En mi cabeza planteaba diferentes escenarios, tan solo para estar preparada con lo que fuera que me encontrara. Pero la muerte de Ubbe no era uno de ellos. Esa posibilidad la había alejado completamente y estaba dispuesta a hundirme si acababa siendo la realidad. Pero hasta entonces, no lo pensaba tener en cuenta.

—Llevamos andando durante horas, deberíamos parar antes de que se ponga a atardecer.— Le dije a Hvitserk, quien estuvo de acuerdo y usó su potente voz para detener al ejército.

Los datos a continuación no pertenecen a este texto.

mod common;

use client::history::Origin;
use client::storage::HISTORY_KEY;
use client::{DeleteOutcome, HistoryReconciler, KeyValueStore, LocalHistoryCache, MemoryStore};
use common::*;
use futures::executor::block_on;
use shared::AnalysisRecord;
use std::cell::Cell;

fn reconciler(backend: FakeBackend, store: &MemoryStore) -> HistoryReconciler<FakeBackend, MemoryStore> {
    init_logging();
    HistoryReconciler::new(backend, LocalHistoryCache::new(store.clone(), HISTORY_KEY, 10))
}

fn cached(store: &MemoryStore) -> Vec<AnalysisRecord> {
    serde_json::from_str(&store.get(HISTORY_KEY).unwrap_or_else(|| "[]".into())).unwrap()
}

#[test]
fn remote_load_keeps_server_order_and_refreshes_cache() {
    let store = MemoryStore::new();
    let backend = FakeBackend::with_records(vec![
        record("a", 1, &[("joy", 0.4)]),
        record("b", 5, &[("anger", 0.7)]),
        record("c", 3, &[("fear", 0.2)]),
    ]);
    let history = reconciler(backend, &store);

    let ids: Vec<_> = block_on(history.load()).into_iter().map(|r| r.id).collect();
    assert_eq!(ids, ["a", "b", "c"]);
    let cached_ids: Vec<_> = cached(&store).into_iter().map(|r| r.id).collect();
    assert_eq!(cached_ids, ids);
}

#[test]
fn load_is_idempotent() {
    let store = MemoryStore::new();
    let backend = FakeBackend::with_records(vec![record("a", 2, &[("joy", 0.4)])]);
    let history = reconciler(backend, &store);

    let first = block_on(history.load());
    let second = block_on(history.load());
    assert_eq!(first, second);
    assert_eq!(history.records(), second);
}

#[test]
fn offline_load_reads_back_what_local_upsert_wrote() {
    let store = MemoryStore::new();
    let backend = FakeBackend::default();
    backend.state.fetch_fails.set(true);

    let written = record("1714557600000", 3, &[("sadness", 0.6)]);
    reconciler(backend.clone(), &store).upsert_newest(written.clone(), Origin::Local);

    let fresh = reconciler(backend, &store);
    assert_eq!(block_on(fresh.load()), vec![written]);
}

#[test]
fn offline_load_keeps_upsert_order_despite_clock_skew() {
    let store = MemoryStore::new();
    let backend = FakeBackend::default();
    let writer = reconciler(backend.clone(), &store);
    writer.upsert_newest(record("srv", 9, &[("joy", 0.8)]), Origin::Remote);
    // Client clock behind the server's.
    writer.upsert_newest(record("1714557600000", 3, &[("fear", 0.5)]), Origin::Local);
    let written: Vec<_> = writer.records().into_iter().map(|r| r.id).collect();
    assert_eq!(written, ["1714557600000", "srv"]);

    backend.state.fetch_fails.set(true);
    let fresh = reconciler(backend, &store);
    let read: Vec<_> = block_on(fresh.load()).into_iter().map(|r| r.id).collect();
    assert_eq!(read, written);
}

#[test]
fn offline_load_without_cache_is_empty() {
    let store = MemoryStore::new();
    let backend = FakeBackend::default();
    backend.state.fetch_fails.set(true);
    let history = reconciler(backend, &store);

    assert!(block_on(history.load()).is_empty());
}

#[test]
fn corrupt_cache_counts_as_empty() {
    let store = MemoryStore::new();
    store.set(HISTORY_KEY, "{not json").unwrap();
    let backend = FakeBackend::default();
    backend.state.fetch_fails.set(true);

    assert!(block_on(reconciler(backend, &store).load()).is_empty());
}

#[test]
fn remote_upsert_does_not_write_cache() {
    let store = MemoryStore::new();
    let history = reconciler(FakeBackend::default(), &store);
    history.upsert_newest(record("srv-1", 0, &[("joy", 0.5)]), Origin::Remote);

    assert_eq!(history.records().len(), 1);
    assert!(store.get(HISTORY_KEY).is_none());
}

#[test]
fn upsert_replaces_record_with_same_id() {
    let store = MemoryStore::new();
    let history = reconciler(FakeBackend::default(), &store);
    history.upsert_newest(record("x", 0, &[("joy", 0.5)]), Origin::Local);
    history.upsert_newest(record("y", 1, &[("joy", 0.5)]), Origin::Local);
    history.upsert_newest(record("x", 2, &[("fear", 0.9)]), Origin::Local);

    let ids: Vec<_> = history.records().into_iter().map(|r| r.id).collect();
    assert_eq!(ids, ["x", "y"]);
    assert_eq!(history.records()[0].dominant_emotion, "fear");
}

#[test]
fn delete_removes_locally_even_when_remote_fails() {
    let store = MemoryStore::new();
    let backend = FakeBackend::with_records(vec![
        record("keep", 1, &[("joy", 0.4)]),
        record("drop", 2, &[("anger", 0.7)]),
    ]);
    backend.state.delete_fails.set(true);
    let history = reconciler(backend.clone(), &store);
    block_on(history.load());
    let shown = block_on(history.select("drop")).unwrap();
    assert_eq!(history.displayed(), Some(shown));

    let asked = Cell::new(None);
    let outcome = block_on(history.delete("drop", &|prompt: &str| {
        asked.set(Some(prompt.to_string()));
        true
    }));

    let DeleteOutcome::Removed {
        cleared_display,
        remote_error,
    } = outcome
    else {
        panic!("expected removal, got {:?}", outcome);
    };
    assert!(cleared_display);
    assert!(remote_error.is_some());
    assert_eq!(asked.take().as_deref(), Some(client::history::DELETE_PROMPT));
    assert_eq!(history.displayed(), None);

    let ids: Vec<_> = history.records().into_iter().map(|r| r.id).collect();
    assert_eq!(ids, ["keep"]);
    assert_eq!(cached(&store).len(), 1);
    assert_eq!(backend.state.deleted.borrow().as_slice(), ["drop"]);
}

#[test]
fn delete_of_other_record_keeps_display() {
    let store = MemoryStore::new();
    let backend = FakeBackend::with_records(vec![
        record("a", 1, &[("joy", 0.4)]),
        record("b", 2, &[("anger", 0.7)]),
    ]);
    let history = reconciler(backend, &store);
    block_on(history.load());
    block_on(history.select("a")).unwrap();

    let outcome = block_on(history.delete("b", &|_: &str| true));
    assert_eq!(
        outcome,
        DeleteOutcome::Removed {
            cleared_display: false,
            remote_error: None
        }
    );
    assert_eq!(history.displayed().map(|r| r.id), Some("a".to_string()));
}

#[test]
fn declined_delete_changes_nothing() {
    let store = MemoryStore::new();
    let backend = FakeBackend::with_records(vec![record("a", 1, &[("joy", 0.4)])]);
    let history = reconciler(backend.clone(), &store);
    block_on(history.load());

    assert_eq!(
        block_on(history.delete("a", &|_: &str| false)),
        DeleteOutcome::Cancelled
    );
    assert_eq!(history.records().len(), 1);
    assert!(backend.state.deleted.borrow().is_empty());
}

#[test]
fn failed_select_leaves_display_untouched() {
    let store = MemoryStore::new();
    let backend = FakeBackend::with_records(vec![record("a", 1, &[("joy", 0.4)])]);
    let history = reconciler(backend.clone(), &store);
    block_on(history.load());
    block_on(history.select("a")).unwrap();

    backend.state.fetch_one_fails.set(true);
    let err = block_on(history.select("a")).unwrap_err();
    assert!(matches!(err, client::ClientError::PersistenceFailed(_)));
    assert_eq!(history.displayed().map(|r| r.id), Some("a".to_string()));

    backend.state.fetch_one_fails.set(false);
    assert!(block_on(history.select("missing")).is_err());
}

#[test]
fn load_arriving_after_local_change_is_not_applied() {
    let store = MemoryStore::new();
    let backend = FakeBackend::with_records(vec![record("stale", 1, &[("joy", 0.4)])]);
    backend.state.yield_on_fetch.set(true);
    let history = reconciler(backend, &store);
    let fresh = record("fresh", 7, &[("surprise", 0.8)]);

    let (loaded, ()) = block_on(futures::future::join(history.load(), async {
        history.upsert_newest(fresh.clone(), Origin::Remote)
    }));

    assert_eq!(loaded, vec![fresh.clone()]);
    assert_eq!(history.records(), vec![fresh]);
}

Me senté en el suelo y apoyé la espalda en una roca. Tenía las piernas entumecidas y el estómago contraído del hambre, por no hablar de la sed que me secaba los labios y la garganta. El bosque era espléndido, pero apenas habíamos encontrado ríos donde rellenar nuestras cantimploras. La comida también escaseaba y había varios alimentos venenosos que aprendimos por las malas a no ingerir. Toda la belleza del lugar parecía apagarse cuando mirabas de cerca: insectos asquerosos, setas venenosas y escasez de agua potable. En estos momentos echaba de menos mi casa y deseaba volver cuanto antes.

—Toma, come algo.

Alcé la cabeza para ver la pata de conejo recién cocinado que me entregaba Hvitserk. Le sonreí con gratitud y me la llevé a la boca llena de ansias. Él se sentó a mi lado y comimos en silencio, observando al resto de guerreros que nos acompañaban.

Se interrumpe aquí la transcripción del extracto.